While the similar sights and sounds wafted through both Cinco de Mayo events, there was one notable difference: No beer was served at the Del Sol Park celebration.
Vicki Gonzales, who has helped organize the alcohol-free party every year since it began in 1994, said she fears the cultural holiday no longer focuses on Mexico’s road to independence, but has become just an excuse for crowds of people to drink in public.
“I’m afraid it’s becoming like St. Patrick’s Day,” Gonzales said. “The beer companies are exploiting our culture, marketing Cinco de Mayo as a day to drink.”
Gonzales belongs to the Coalition for Community Development, which sponsored the Del Sol event. The activist group espouses responsible drinking within the Latino community and has been instrumental in closing several neighborhood bars and liquor stores in Oxnard that had been accused of selling alcohol to minors.
At the Cinco de Mayo celebration downtown, which was sponsored by the Hispanic Chamber of Commerce of Ventura County, an 8-foot-high chain-link fence cordoned off the area where beer was served.
Organizers of both events were appreciative of each other’s stance on alcohol consumption.
“We applaud them for doing an alcohol-safe event with the enclosed beer garden,” Gonzales said. “The perception is that we’re prohibitionists, but we’re not. We just want to educate people to drink responsibly.”
Gary Davis, an organizer of the chamber’s event, said it is important to offer choice when it comes to alcohol.
“We respect their alcohol-free decision and wish them well. But we felt if adults want to have a beer, that’s appropriate for this celebration--if done in moderation,” said Davis. The chamber event was not sponsored by any beer companies, he added.
John Bellfield of Oxnard, who was enjoying a cold brew within the gated area, noted that most of the people celebrating were doing so without drinking.

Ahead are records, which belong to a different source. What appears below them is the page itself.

//! Adaptor that buffers and resamples values over time

use super::{AdaptedOutput, AdaptorCore};
use crate::arguments::Argument;
use crate::compat;
use crate::component::ComponentWeak;
use crate::error::{ExchangeError, ExchangeResult};
use crate::event::Listener;
use crate::identity::Describable;
use crate::kernel::{LinearBuffer, TimeBuffer};
use crate::port::{
    AdaptedOutputRef, ExchangeItem, InputPort, InputRef, InputWeak, Output, OutputRef, OutputWeak,
    SpatiallyBounded, TimeBounded,
};
use crate::quantity::ValueDefinition;
use crate::spatial::ElementSet;
use crate::temporal::TimeSet;
use crate::values::ValueSet;
use std::cell::{Cell, RefCell};
use std::rc::Rc;

/// Bridges mismatched time grids between an output and its consumers
///
/// Rows pulled from the adaptee are retained in a buffer and consumers
/// are answered by interpolating the buffered series at their own times.
/// The adaptor registers an internal query input as a consumer of the
/// adaptee, which is what drives the owning component forward when a
/// pull asks for times beyond the available horizon.
pub struct TimeAdaptor {
    core: AdaptorCore,
    buffer: RefCell<LinearBuffer>,
    query: Rc<InputPort>,
    extent: RefCell<Option<TimeSet>>,
    refreshing: Cell<bool>,
}

impl TimeAdaptor {
    pub fn new(id: impl Into<String>, adaptee: &OutputRef) -> ExchangeResult<Rc<Self>> {
        let core = AdaptorCore::new(id);
        core.set_adaptee(Some(adaptee));

        let query = InputPort::new(format!("{}.query", core.id()));
        query.set_caption(&core.caption());
        if let Some(definition) = adaptee.value_definition() {
            query.set_value_definition(definition);
        }
        if let Some(elements) = adaptee.element_set() {
            query.set_element_set(elements);
        }
        // Mirror the adaptee's current times so its trim pass keeps history
        // alive until the first pull has buffered it.
        if let Some(times) = adaptee.time_set() {
            if !times.is_empty() {
                query.set_time_set(times);
            }
        }
        let consumer: InputRef = query.clone();
        adaptee.add_consumer(&consumer)?;

        Ok(Rc::new(Self {
            core,
            buffer: RefCell::new(LinearBuffer::new()),
            query,
            extent: RefCell::new(None),
            refreshing: Cell::new(false),
        }))
    }

    /// Pull whatever the adaptee currently holds into the buffer; an
    /// adaptee that has produced nothing yet contributes nothing
    fn fill_buffer(&self) -> ExchangeResult<()> {
        let adaptee = self.core.adaptee_strong()?;
        let values = match adaptee.get_values() {
            Ok(values) => values,
            Err(ExchangeError::MissingState { .. }) => return Ok(()),
            Err(error) => return Err(error),
        };
        let Some(times) = adaptee.time_set() else {
            return Ok(());
        };
        let mut buffer = self.buffer.borrow_mut();
        for (index, time) in times.times().iter().enumerate() {
            if let Some(row) = values.row(index) {
                buffer.accept(*time, row.to_vec());
            }
        }
        Ok(())
    }
}

impl Describable for TimeAdaptor {
    fn id(&self) -> &str {
        self.core.id()
    }

    fn caption(&self) -> String {
        self.core.caption()
    }

    fn set_caption(&self, caption: &str) {
        self.core.set_caption(caption);
    }

    fn description(&self) -> String {
        self.core.description()
    }

    fn set_description(&self, description: &str) {
        self.core.set_description(description);
    }
}

impl TimeBounded for TimeAdaptor {
    fn time_extent(&self) -> Option<TimeSet> {
        self.extent.borrow().clone()
    }
}

impl SpatiallyBounded for TimeAdaptor {
    fn spatial_definition(&self) -> Option<Rc<ElementSet>> {
        self.element_set()
    }
}

impl ExchangeItem for TimeAdaptor {
    fn value_definition(&self) -> Option<ValueDefinition> {
        self.core
            .adaptee_strong()
            .ok()
            .and_then(|a| a.value_definition())
    }

    /// The buffered times, not the adaptee's
    fn time_set(&self) -> Option<TimeSet> {
        Some(self.buffer.borrow().time_set())
    }

    fn set_time_set(&self, times: TimeSet) {
        *self.extent.borrow_mut() = Some(times);
        self.core.broadcast("time set replaced");
    }

    fn element_set(&self) -> Option<Rc<ElementSet>> {
        self.core.adaptee_strong().ok().and_then(|a| a.element_set())
    }

    fn set_element_set(&self, _elements: Rc<ElementSet>) {}

    fn get_values(&self) -> ExchangeResult<ValueSet> {
        let querier = self
            .core
            .last_consumer()
            .ok_or_else(|| ExchangeError::InvalidQuery {
                adaptor: self.core.id().to_owned(),
                querier: "none".into(),
                reason: "no consumer registered to query for".into(),
            })?;
        let query_times = match querier.time_set() {
            Some(times) if !times.is_empty() => times,
            _ => {
                return Err(ExchangeError::InvalidQuery {
                    adaptor: self.core.id().to_owned(),
                    querier: querier.id().to_owned(),
                    reason: "query specifier carries no time set".into(),
                })
            }
        };

        // Harvest what is already available before the adaptee trims rows
        // older than the new query horizon.
        self.fill_buffer()?;

        // Route the consumer's horizon through the internal query input so
        // the adaptee's update loop sees how far it has to advance.
        self.query.set_time_set(query_times.clone());
        self.fill_buffer()?;

        let definition = self
            .value_definition()
            .ok_or_else(|| ExchangeError::MissingState {
                item: self.core.id().to_owned(),
                what: "adaptee value definition".into(),
            })?;
        let buffer = self.buffer.borrow();
        let rows = query_times
            .times()
            .iter()
            .map(|time| buffer.query(time))
            .collect();
        drop(buffer);

        if let Some(earliest) = compat::earliest_consumer_time(self) {
            self.buffer.borrow_mut().clear_before(earliest.timestamp);
        }
        Ok(ValueSet::new(definition, rows))
    }

    /// Push rows straight into the buffer, paired with the buffered
    /// stamps in order; an empty buffer takes the adaptee's current
    /// stamps instead, since that is where fresh rows originate
    fn set_values(&self, values: ValueSet) {
        let times = {
            let buffered = self.buffer.borrow().time_set();
            if buffered.is_empty() {
                self.core
                    .adaptee_strong()
                    .ok()
                    .and_then(|a| a.time_set())
                    .unwrap_or_default()
            } else {
                buffered
            }
        };
        let mut buffer = self.buffer.borrow_mut();
        for (time, row) in times.times().iter().zip(values.rows()) {
            buffer.accept(*time, row.to_vec());
        }
        self.core.broadcast("value set replaced");
    }

    fn add_listener(&self, key: &str, listener: Listener) {
        self.core.add_listener(key, listener);
    }

    fn remove_listener(&self, key: &str) {
        self.core.remove_listener(key);
    }

    fn reset(&self) {
        if let Ok(adaptee) = self.core.adaptee_strong() {
            let consumer: InputRef = self.query.clone();
            adaptee.remove_consumer(&consumer);
        }
        *self.buffer.borrow_mut() = LinearBuffer::new();
        *self.extent.borrow_mut() = None;
        self.query.reset();
        self.core.release();
    }
}

impl Output for TimeAdaptor {
    fn consumers(&self) -> Vec<InputWeak> {
        self.core.consumers()
    }

    fn add_consumer(&self, consumer: &InputRef) -> ExchangeResult<()> {
        self.core.add_consumer(self, consumer)
    }

    fn remove_consumer(&self, consumer: &InputRef) {
        self.core.remove_consumer(consumer);
    }

    fn adapted_outputs(&self) -> Vec<AdaptedOutputRef> {
        self.core.adapted_outputs()
    }

    fn add_adapted_output(&self, adaptor: AdaptedOutputRef) -> ExchangeResult<()> {
        self.core.add_adapted_output(adaptor)
    }

    fn remove_adapted_output(&self, adaptor: &AdaptedOutputRef) {
        self.core.remove_adapted_output(adaptor);
    }

    fn refresh_adapted_outputs(&self) -> ExchangeResult<()> {
        self.core.refresh_stacked()
    }

    fn is_adapted(&self) -> bool {
        true
    }

    fn component(&self) -> Option<ComponentWeak> {
        self.core.adaptee_strong().ok().and_then(|a| a.component())
    }
}

impl AdaptedOutput for TimeAdaptor {
    fn as_output(self: Rc<Self>) -> OutputRef {
        self
    }

    fn adaptee(&self) -> Option<OutputWeak> {
        self.core.adaptee()
    }

    fn set_adaptee(&self, adaptee: Option<&OutputRef>) {
        self.core.set_adaptee(adaptee);
    }

    fn initialize(&self) -> ExchangeResult<()> {
        *self.buffer.borrow_mut() = LinearBuffer::new();
        Ok(())
    }

    /// Push-style entry invoked while the owning component is producing;
    /// re-entrant calls triggered by the buffer fill are absorbed
    fn refresh(&self) -> ExchangeResult<()> {
        if self.refreshing.get() {
            return Ok(());
        }
        self.refreshing.set(true);
        let result = self.fill_buffer().and_then(|_| self.core.refresh_stacked());
        self.refreshing.set(false);
        result
    }

    fn arguments(&self) -> Vec<Argument> {
        self.core.arguments()
    }

    fn set_arguments(&self, arguments: Vec<Argument>) -> ExchangeResult<()> {
        self.core.set_arguments(arguments);
        Ok(())
    }
}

“The beer’s OK, but you can get that at home,” Bellfield said. “I think you come here for the music, food and atmosphere. There’s lots of people having a great time who aren’t in here drinking.”
But at Del Sol Park, it was important to Saul Quentero to be in a place with his wife and three young children where there was no alcohol.
“This is a day to enjoy with the family, not drink,” Quentero said. “You don’t need alcohol to be happy.”
Quentero noted that Cinco de Mayo, which commemorates when the Mexican army stopped an invasion of French troops near Puebla on May 5, 1862, is not considered an important holiday in Mexico. Mexican Independence Day, Sept. 16, the date in 1810 when the revolt against Spanish rule began, is much more significant south of the border.
That makes Quentero suspicious about Cinco de Mayo’s popularity in the Southwest of the United States.
“Cinco de Mayo is not that big of a holiday--just a battle we won, that’s all. But the beer companies pick this day to promote, not our real Independence Day,” Quentero said. “Must be that there is not so much going on for beer this month.”
Gonzales said she hoped her group’s alcohol-free celebration let people have a good time without diminishing the history of Cinco de Mayo.
“Too long it has been clouded by a party atmosphere,” Gonzales said. “Our message is: You don’t need alcohol to celebrate cultural holidays.”